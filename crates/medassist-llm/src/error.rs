//! Error types for the completion backend.

use std::time::Duration;
use thiserror::Error;

/// Result type alias using the LLM error type.
pub type Result<T> = std::result::Result<T, LlmError>;

// ─────────────────────────────────────────────────────────────────────────────
// Rate Limit Info
// ─────────────────────────────────────────────────────────────────────────────

/// Details of a rate-limit rejection.
#[derive(Debug, Clone)]
pub struct RateLimitInfo {
    /// The error message from the provider.
    pub message: String,
    /// How long to wait before retrying, when the provider says.
    pub retry_after: Option<Duration>,
    /// Which limit was hit, when recognisable.
    pub limit_type: Option<RateLimitType>,
}

/// Type of rate limit encountered.
#[derive(Debug, Clone, Copy, PartialEq, Eq)]
pub enum RateLimitType {
    /// Tokens per minute limit.
    TokensPerMinute,
    /// Requests per minute limit.
    RequestsPerMinute,
    /// Requests per day limit.
    RequestsPerDay,
}

impl RateLimitInfo {
    /// Rate limit with only a message.
    pub fn new(message: impl Into<String>) -> Self {
        Self {
            message: message.into(),
            retry_after: None,
            limit_type: None,
        }
    }

    /// Rate limit with a retry delay.
    pub fn with_retry_after(message: impl Into<String>, retry_after: Duration) -> Self {
        Self {
            message: message.into(),
            retry_after: Some(retry_after),
            limit_type: None,
        }
    }

    /// Parse a Groq rate-limit message.
    ///
    /// Groq puts the delay in the message body, e.g.
    /// "Rate limit reached ... on tokens per minute (TPM) ... Please try again in 6.57792s."
    /// A `Retry-After` header, when present, wins over the body.
    pub fn parse_groq(message: &str, retry_after_header: Option<&str>) -> Self {
        let retry_after = retry_after_header
            .and_then(parse_retry_after_header)
            .or_else(|| parse_try_again_in(message));

        let limit_type = if message.contains("TPM") || message.contains("tokens per minute") {
            Some(RateLimitType::TokensPerMinute)
        } else if message.contains("RPM") || message.contains("requests per minute") {
            Some(RateLimitType::RequestsPerMinute)
        } else if message.contains("RPD") || message.contains("requests per day") {
            Some(RateLimitType::RequestsPerDay)
        } else {
            None
        };

        Self {
            message: message.to_string(),
            retry_after,
            limit_type,
        }
    }
}

impl std::fmt::Display for RateLimitInfo {
    fn fmt(&self, f: &mut std::fmt::Formatter<'_>) -> std::fmt::Result {
        write!(f, "{}", self.message)?;
        if let Some(retry_after) = self.retry_after {
            write!(f, " (retry after {:.2}s)", retry_after.as_secs_f64())?;
        }
        Ok(())
    }
}

/// Extract the delay from "try again in 6.5s" style messages.
fn parse_try_again_in(message: &str) -> Option<Duration> {
    let lower = message.to_ascii_lowercase();
    let idx = lower.find("try again in ")?;
    let rest = &message[idx + "try again in ".len()..];

    let num_str: String = rest
        .chars()
        .take_while(|c| c.is_ascii_digit() || *c == '.')
        .collect();

    let value = num_str.parse::<f64>().ok()?;
    let unit = &rest[num_str.len()..];
    let seconds = if unit.starts_with("ms") {
        value / 1000.0
    } else {
        value
    };
    Some(Duration::from_secs_f64(seconds))
}

/// Parse a `Retry-After` header given in whole seconds.
fn parse_retry_after_header(value: &str) -> Option<Duration> {
    value.trim().parse::<u64>().ok().map(Duration::from_secs)
}

// ─────────────────────────────────────────────────────────────────────────────
// LlmError
// ─────────────────────────────────────────────────────────────────────────────

/// Error type for completion requests.
#[derive(Debug, Error)]
pub enum LlmError {
    /// The provider answered with an error status.
    #[error("Backend error: {0}")]
    Backend(String),

    /// Network/connectivity error (retryable).
    #[error("Network error: {0}")]
    Network(String),

    /// Configuration error (API key missing, etc.).
    #[error("Configuration error: {0}")]
    Config(String),

    /// Serialization/deserialization error.
    #[error("Serialization error: {0}")]
    Serialization(String),

    /// The request was rejected as malformed.
    #[error("Invalid request: {0}")]
    InvalidRequest(String),

    /// The response did not have the expected shape.
    #[error("Invalid response: {0}")]
    InvalidResponse(String),

    /// Rate limit exceeded (retryable with backoff).
    #[error("Rate limit exceeded: {0}")]
    RateLimit(RateLimitInfo),

    /// Authentication failed.
    #[error("Authentication error: {0}")]
    Auth(String),
}

impl LlmError {
    /// Create a rate limit error from a message string.
    pub fn rate_limit(message: impl Into<String>) -> Self {
        Self::RateLimit(RateLimitInfo::new(message))
    }

    /// Get the retry-after duration if this is a rate limit error.
    pub fn retry_after(&self) -> Option<Duration> {
        match self {
            Self::RateLimit(info) => info.retry_after,
            _ => None,
        }
    }

    /// Network and rate-limit errors may succeed on retry.
    pub fn is_retryable(&self) -> bool {
        matches!(self, Self::Network(_) | Self::RateLimit(_))
    }
}

impl From<reqwest::Error> for LlmError {
    fn from(err: reqwest::Error) -> Self {
        if err.is_timeout() {
            LlmError::Network(format!("Request timed out: {}", err))
        } else if err.is_connect() {
            LlmError::Network(format!("Connection failed: {}", err))
        } else if err.is_decode() {
            LlmError::Serialization(err.to_string())
        } else {
            LlmError::Network(err.to_string())
        }
    }
}

impl From<serde_json::Error> for LlmError {
    fn from(err: serde_json::Error) -> Self {
        LlmError::Serialization(err.to_string())
    }
}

● ● ● ● ● ● ●

Would you please return all lines from the listing above that contain "TokensPerMinute"?

    TokensPerMinute,
            Some(RateLimitType::TokensPerMinute)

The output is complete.